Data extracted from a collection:
--------------------------------
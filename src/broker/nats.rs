// Copyright (c) 2025 - Cowboy AI, Inc.
//! NATS broker connection
//!
//! One `async_nats::Client` per process. Channels are JetStream contexts on
//! that client: declaring a queue creates a stream capturing its routing key,
//! and persistent publishes wait for the JetStream ack.

use async_nats::connection::State;
use async_nats::{jetstream, Client, ConnectOptions, HeaderMap};
use async_trait::async_trait;
use bytes::Bytes;
use std::sync::atomic::{AtomicBool, Ordering};
use std::sync::Arc;
use std::time::Duration;
use tracing::{debug, info, warn};

use super::{BrokerChannel, BrokerConnection, PublishProperties};
use crate::errors::BrokerError;
use crate::jetstream::{ensure_stream, JetStreamConfig};

/// Configuration for NATS connection
#[derive(Debug, Clone)]
pub struct NatsConfig {
    /// NATS server URLs
    pub servers: Vec<String>,
    /// Client name
    pub name: String,
    /// Connection timeout
    pub connect_timeout: Duration,
    /// Request timeout
    pub request_timeout: Duration,
}

impl Default for NatsConfig {
    fn default() -> Self {
        Self {
            servers: vec!["nats://localhost:4222".to_string()],
            name: "ledger-ingest".to_string(),
            connect_timeout: Duration::from_secs(10),
            request_timeout: Duration::from_secs(5),
        }
    }
}

/// Process-scoped NATS connection
pub struct NatsConnection {
    client: Client,
    closed: Arc<AtomicBool>,
}

impl NatsConnection {
    /// Connect with the given configuration
    pub async fn connect(config: &NatsConfig) -> Result<Self, BrokerError> {
        let connect_options = ConnectOptions::new()
            .name(&config.name)
            .connection_timeout(config.connect_timeout)
            .request_timeout(Some(config.request_timeout));

        let client = async_nats::connect_with_options(config.servers.join(","), connect_options)
            .await
            .map_err(|e| BrokerError::Connection(e.to_string()))?;

        info!("Connected to NATS at {:?}", config.servers);

        Ok(Self {
            client,
            closed: Arc::new(AtomicBool::new(false)),
        })
    }

    /// Underlying client, for the event log and projection store
    pub fn client(&self) -> &Client {
        &self.client
    }
}

#[async_trait]
impl BrokerConnection for NatsConnection {
    async fn open_channel(&self) -> Result<Box<dyn BrokerChannel>, BrokerError> {
        if self.closed.load(Ordering::SeqCst) {
            return Err(BrokerError::Connection("connection closed".into()));
        }
        if self.client.connection_state() != State::Connected {
            return Err(BrokerError::ChannelOpen("client is not connected".into()));
        }

        debug!("Opening JetStream channel");
        Ok(Box::new(NatsChannel {
            client: self.client.clone(),
            jetstream: jetstream::new(self.client.clone()),
            open: AtomicBool::new(true),
            connection_closed: self.closed.clone(),
        }))
    }

    async fn close(&self) {
        if self.closed.swap(true, Ordering::SeqCst) {
            return;
        }
        if let Err(e) = self.client.flush().await {
            warn!("Flush on close failed: {}", e);
        }
        info!("NATS connection closed");
    }
}

struct NatsChannel {
    client: Client,
    jetstream: jetstream::Context,
    open: AtomicBool,
    connection_closed: Arc<AtomicBool>,
}

impl NatsChannel {
    fn subject(exchange: &str, routing_key: &str) -> String {
        if exchange.is_empty() {
            routing_key.to_string()
        } else {
            format!("{}.{}", exchange, routing_key)
        }
    }
}

#[async_trait]
impl BrokerChannel for NatsChannel {
    fn is_open(&self) -> bool {
        self.open.load(Ordering::SeqCst)
            && !self.connection_closed.load(Ordering::SeqCst)
            && self.client.connection_state() == State::Connected
    }

    async fn declare_queue(&self, name: &str, durable: bool) -> Result<(), BrokerError> {
        if !self.is_open() {
            return Err(BrokerError::ChannelClosed);
        }

        ensure_stream(&self.jetstream, &JetStreamConfig::queue(name, durable))
            .await
            .map_err(|e| BrokerError::Declare {
                queue: name.to_string(),
                message: e.to_string(),
            })?;

        debug!(queue = %name, durable, "Queue declared");
        Ok(())
    }

    async fn publish(
        &self,
        exchange: &str,
        routing_key: &str,
        properties: PublishProperties,
        body: Bytes,
    ) -> Result<(), BrokerError> {
        if !self.is_open() {
            return Err(BrokerError::ChannelClosed);
        }

        let subject = Self::subject(exchange, routing_key);
        let mut headers = HeaderMap::new();
        if let Some(id) = &properties.message_id {
            headers.insert("Nats-Msg-Id", id.as_str());
        }
        let publish_error = |message: String| BrokerError::Publish {
            routing_key: routing_key.to_string(),
            message,
        };

        if properties.persistent {
            self.jetstream
                .publish_with_headers(subject, headers, body)
                .await
                .map_err(|e| publish_error(e.to_string()))?
                .await
                .map_err(|e| publish_error(e.to_string()))?;
        } else {
            self.client
                .publish_with_headers(subject, headers, body)
                .await
                .map_err(|e| publish_error(e.to_string()))?;
        }

        Ok(())
    }

    async fn close(&self) {
        self.open.store(false, Ordering::SeqCst);
    }
}

#[cfg(test)]
mod tests {
    use super::*;

    #[test]
    fn test_default_config() {
        let config = NatsConfig::default();
        assert_eq!(config.servers, vec!["nats://localhost:4222"]);
        assert_eq!(config.name, "ledger-ingest");
    }

    #[test]
    fn test_subject_with_exchange() {
        assert_eq!(NatsChannel::subject("", "transaction.created"), "transaction.created");
        assert_eq!(NatsChannel::subject("ledger", "balance.dlq"), "ledger.balance.dlq");
    }

    #[tokio::test]
    #[ignore] // Requires NATS server with JetStream
    async fn test_declare_and_publish() -> Result<(), BrokerError> {
        let connection = NatsConnection::connect(&NatsConfig::default()).await?;
        let channel = connection.open_channel().await?;

        channel.declare_queue("transaction.created", true).await?;
        channel
            .publish(
                "",
                "transaction.created",
                PublishProperties::persistent(),
                Bytes::from_static(b"{}"),
            )
            .await?;

        channel.close().await;
        assert!(!channel.is_open());
        connection.close().await;
        Ok(())
    }
}
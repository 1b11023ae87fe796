// Copyright (c) 2025 - Cowboy AI, Inc.
//! Inbound ledger commands
//!
//! Commands carry the raw input exactly as received. Validation happens when
//! a command is turned into an event, so an invalid command can still be
//! serialized verbatim into a dead-letter record.

use chrono::{DateTime, Utc};
use rust_decimal::Decimal;
use serde::{Deserialize, Serialize};
use uuid::Uuid;

use crate::domain::{AccountId, SignedAmount};
use crate::errors::DomainError;
use crate::events::{BalanceCreated, ConsolidationCreated, LedgerEvent, TransactionCreated};
use crate::identity::DeterministicId;
use crate::subjects::EventKind;

/// Record a signed transaction
#[derive(Debug, Clone, PartialEq, Serialize, Deserialize)]
#[serde(rename_all = "PascalCase")]
pub struct CreateTransaction {
    pub account_id: String,
    pub amount: Decimal,
    pub occurred_at: DateTime<Utc>,
}

/// Record a daily consolidation
#[derive(Debug, Clone, PartialEq, Serialize, Deserialize)]
#[serde(rename_all = "PascalCase")]
pub struct CreateConsolidation {
    pub account_id: String,
    pub amount: Decimal,
    pub created_at: DateTime<Utc>,
}

/// Record a balance movement from its debit and credit legs
#[derive(Debug, Clone, PartialEq, Serialize, Deserialize)]
#[serde(rename_all = "PascalCase")]
pub struct CreateBalance {
    pub account_id: String,
    pub debit: Decimal,
    pub credit: Decimal,
    pub date: DateTime<Utc>,
}

/// Any inbound ledger command
///
/// JSON form carries a `kind` tag alongside the command's own fields:
///
/// ```json
/// {"kind":"transaction","AccountId":"…","Amount":"150.00","OccurredAt":"2026-01-19T12:00:00Z"}
/// ```
#[derive(Debug, Clone, PartialEq, Serialize, Deserialize)]
#[serde(tag = "kind", rename_all = "snake_case")]
pub enum LedgerCommand {
    Transaction(CreateTransaction),
    Consolidation(CreateConsolidation),
    Balance(CreateBalance),
}

impl LedgerCommand {
    /// Kind of event this command produces
    pub fn kind(&self) -> EventKind {
        match self {
            LedgerCommand::Transaction(_) => EventKind::Transaction,
            LedgerCommand::Consolidation(_) => EventKind::Consolidation,
            LedgerCommand::Balance(_) => EventKind::Balance,
        }
    }

    /// Raw aggregate key as received
    pub fn aggregate_key(&self) -> &str {
        match self {
            LedgerCommand::Transaction(c) => &c.account_id,
            LedgerCommand::Consolidation(c) => &c.account_id,
            LedgerCommand::Balance(c) => &c.account_id,
        }
    }

    /// Business timestamp feeding the identity
    pub fn business_time(&self) -> DateTime<Utc> {
        match self {
            LedgerCommand::Transaction(c) => c.occurred_at,
            LedgerCommand::Consolidation(c) => c.created_at,
            LedgerCommand::Balance(c) => c.date,
        }
    }

    /// Deterministic identity of the event this command produces
    ///
    /// Hashes the canonical account id, so every accepted spelling of one
    /// account maps to one identity. A key that does not parse falls back to
    /// its trimmed raw text, which keeps dead-letter records stable.
    pub fn identity(&self) -> Uuid {
        match AccountId::parse(self.aggregate_key()) {
            Ok(account_id) => {
                DeterministicId::for_key(&account_id.to_string(), self.business_time())
            }
            Err(_) => DeterministicId::for_key(self.aggregate_key().trim(), self.business_time()),
        }
    }

    /// Validate the command and build its event
    pub fn to_event(&self, event_id: Uuid) -> Result<LedgerEvent, DomainError> {
        let account_id = AccountId::parse(self.aggregate_key())?;

        Ok(match self {
            LedgerCommand::Transaction(c) => {
                let amount = SignedAmount::non_zero(c.amount)?;
                LedgerEvent::TransactionCreated(TransactionCreated {
                    event_id,
                    account_id,
                    amount: amount.value(),
                    occurred_at: c.occurred_at,
                })
            }
            LedgerCommand::Consolidation(c) => {
                let amount = SignedAmount::new(c.amount);
                LedgerEvent::ConsolidationCreated(ConsolidationCreated {
                    event_id,
                    account_id,
                    credit: amount.credit(),
                    debit: amount.debit(),
                    date: c.created_at,
                })
            }
            LedgerCommand::Balance(c) => {
                let amount = SignedAmount::from_legs(c.debit, c.credit)?;
                LedgerEvent::BalanceCreated(BalanceCreated {
                    event_id,
                    account_id,
                    amount: amount.value(),
                    date: c.date,
                })
            }
        })
    }

    /// The command's own shape, without the kind tag
    pub fn to_json(&self) -> Result<serde_json::Value, serde_json::Error> {
        match self {
            LedgerCommand::Transaction(c) => serde_json::to_value(c),
            LedgerCommand::Consolidation(c) => serde_json::to_value(c),
            LedgerCommand::Balance(c) => serde_json::to_value(c),
        }
    }
}

impl From<CreateTransaction> for LedgerCommand {
    fn from(command: CreateTransaction) -> Self {
        LedgerCommand::Transaction(command)
    }
}

impl From<CreateConsolidation> for LedgerCommand {
    fn from(command: CreateConsolidation) -> Self {
        LedgerCommand::Consolidation(command)
    }
}

impl From<CreateBalance> for LedgerCommand {
    fn from(command: CreateBalance) -> Self {
        LedgerCommand::Balance(command)
    }
}
// Copyright (c) 2025 - Cowboy AI, Inc.
//! Error types for ingestion operations
//!
//! Each collaborator has its own error enum; [`IngestionError`] composes them
//! and classifies the result for the pipeline's failure routing.

use std::fmt;
use thiserror::Error;

/// Transport failures that are worth retrying
#[derive(Debug, Clone, Copy, PartialEq, Eq)]
pub enum TransientKind {
    /// Remote service could not be reached
    Unavailable,
    /// Remote service is shedding load
    ResourceExhausted,
    /// Call exceeded its deadline
    DeadlineExceeded,
}

impl fmt::Display for TransientKind {
    fn fmt(&self, f: &mut fmt::Formatter<'_>) -> fmt::Result {
        match self {
            TransientKind::Unavailable => write!(f, "unavailable"),
            TransientKind::ResourceExhausted => write!(f, "resource exhausted"),
            TransientKind::DeadlineExceeded => write!(f, "deadline exceeded"),
        }
    }
}

/// Errors returned by an [`EventLog`](crate::event_log::EventLog)
#[derive(Debug, Clone, Error)]
pub enum AppendError {
    /// Retryable transport failure
    #[error("event log {kind}: {message}")]
    Transient {
        /// Classification used by the retry policy
        kind: TransientKind,
        /// Underlying error text
        message: String,
    },

    /// Data or validation failure; never retried
    #[error("event log rejected append: {0}")]
    Permanent(String),
}

impl AppendError {
    /// Build a transient error
    pub fn transient(kind: TransientKind, message: impl Into<String>) -> Self {
        AppendError::Transient {
            kind,
            message: message.into(),
        }
    }

    /// Whether the retry policy may try again
    pub fn is_transient(&self) -> bool {
        matches!(self, AppendError::Transient { .. })
    }
}

/// Errors returned by a [`DocumentStore`](crate::projection::DocumentStore)
#[derive(Debug, Clone, Error)]
pub enum StoreError {
    /// A document with the same key already exists
    #[error("document already exists: {0}")]
    Duplicate(String),

    /// Store could not be reached or timed out
    #[error("document store unavailable: {0}")]
    Unavailable(String),

    /// Stored document could not be decoded or encoded
    #[error("document encoding error: {0}")]
    Encoding(String),

    /// Store rejected the operation
    #[error("document store error: {0}")]
    Rejected(String),
}

/// Errors returned by broker connections and channels
#[derive(Debug, Clone, Error)]
pub enum BrokerError {
    /// Opening a channel failed
    #[error("failed to open channel: {0}")]
    ChannelOpen(String),

    /// Channel was closed by either side
    #[error("channel closed")]
    ChannelClosed,

    /// Queue declaration failed
    #[error("failed to declare queue {queue}: {message}")]
    Declare {
        /// Queue name
        queue: String,
        /// Underlying error text
        message: String,
    },

    /// Publishing failed
    #[error("failed to publish to {routing_key}: {message}")]
    Publish {
        /// Destination routing key
        routing_key: String,
        /// Underlying error text
        message: String,
    },

    /// Connection-level failure
    #[error("broker connection error: {0}")]
    Connection(String),
}

/// Errors returned by the [`ChannelPool`](crate::pool::ChannelPool)
#[derive(Debug, Clone, Error)]
pub enum PoolError {
    /// Caller's deadline fired while waiting for a slot
    #[error("timed out waiting for a broker channel")]
    Timeout,

    /// Pool has been shut down
    #[error("channel pool is closed")]
    Closed,

    /// Creating a fresh channel failed
    #[error(transparent)]
    Broker(#[from] BrokerError),
}

/// Validation failures on inbound commands
#[derive(Debug, Clone, PartialEq, Eq, Error)]
pub enum DomainError {
    /// Account identifier is not a valid UUID
    #[error("account id is not a valid uuid: {0}")]
    InvalidAccountId(String),

    /// Amount violates a business rule
    #[error("invalid amount: {0}")]
    InvalidAmount(String),
}

/// Top-level error surfaced by the ingestion pipeline
#[derive(Debug, Clone, Error)]
pub enum IngestionError {
    /// Command failed validation
    #[error(transparent)]
    Domain(#[from] DomainError),

    /// Append to the event log failed (after retries, if transient)
    #[error(transparent)]
    Append(#[from] AppendError),

    /// Projection update failed
    #[error("projection update failed: {0}")]
    Projection(#[from] StoreError),

    /// Broker publish failed
    #[error(transparent)]
    Broker(#[from] BrokerError),

    /// Channel lease failed
    #[error(transparent)]
    Pool(#[from] PoolError),

    /// A remote call exceeded its deadline
    #[error("operation timed out: {0}")]
    Timeout(String),

    /// Serialization error
    #[error("serialization error: {0}")]
    Serialization(String),

    /// Configuration error
    #[error("configuration error: {0}")]
    Configuration(String),
}

impl IngestionError {
    /// Transport failure that a caller may retry later
    pub fn is_transient(&self) -> bool {
        match self {
            IngestionError::Append(e) => e.is_transient(),
            IngestionError::Projection(StoreError::Unavailable(_)) => true,
            IngestionError::Pool(PoolError::Timeout) => true,
            IngestionError::Timeout(_) => true,
            _ => false,
        }
    }

    /// Data or validation failure; retrying will not help
    pub fn is_permanent(&self) -> bool {
        !self.is_transient()
    }
}

/// Result type for ingestion operations
pub type IngestionResult<T> = Result<T, IngestionError>;

impl From<serde_json::Error> for IngestionError {
    fn from(err: serde_json::Error) -> Self {
        IngestionError::Serialization(err.to_string())
    }
}

#[cfg(test)]
mod tests {
    use super::*;

    #[test]
    fn test_append_error_classification() {
        let transient = AppendError::transient(TransientKind::Unavailable, "connection refused");
        assert!(transient.is_transient());
        assert!(!AppendError::Permanent("bad payload".into()).is_transient());
    }

    #[test]
    fn test_ingestion_error_classification() {
        let err: IngestionError =
            AppendError::transient(TransientKind::DeadlineExceeded, "slow").into();
        assert!(err.is_transient());

        let err: IngestionError = StoreError::Rejected("schema".into()).into();
        assert!(err.is_permanent());

        let err: IngestionError = DomainError::InvalidAccountId("nope".into()).into();
        assert!(err.is_permanent());
    }

    #[test]
    fn test_error_messages() {
        let err = AppendError::transient(TransientKind::ResourceExhausted, "quota");
        assert_eq!(err.to_string(), "event log resource exhausted: quota");

        let err = PoolError::Closed;
        assert_eq!(err.to_string(), "channel pool is closed");
    }
}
--------------------------------
**Assignment**
Starting at the line that contains "pub enum PoolError" and stopping after the line that contains "fresh channel failed", write out every line exactly as it appears above, and no other line.

**Result for this exercise**
pub enum PoolError {
    /// Caller's deadline fired while waiting for a slot
    #[error("timed out waiting for a broker channel")]
    Timeout,

    /// Pool has been shut down
    #[error("channel pool is closed")]
    Closed,

    /// Creating a fresh channel failed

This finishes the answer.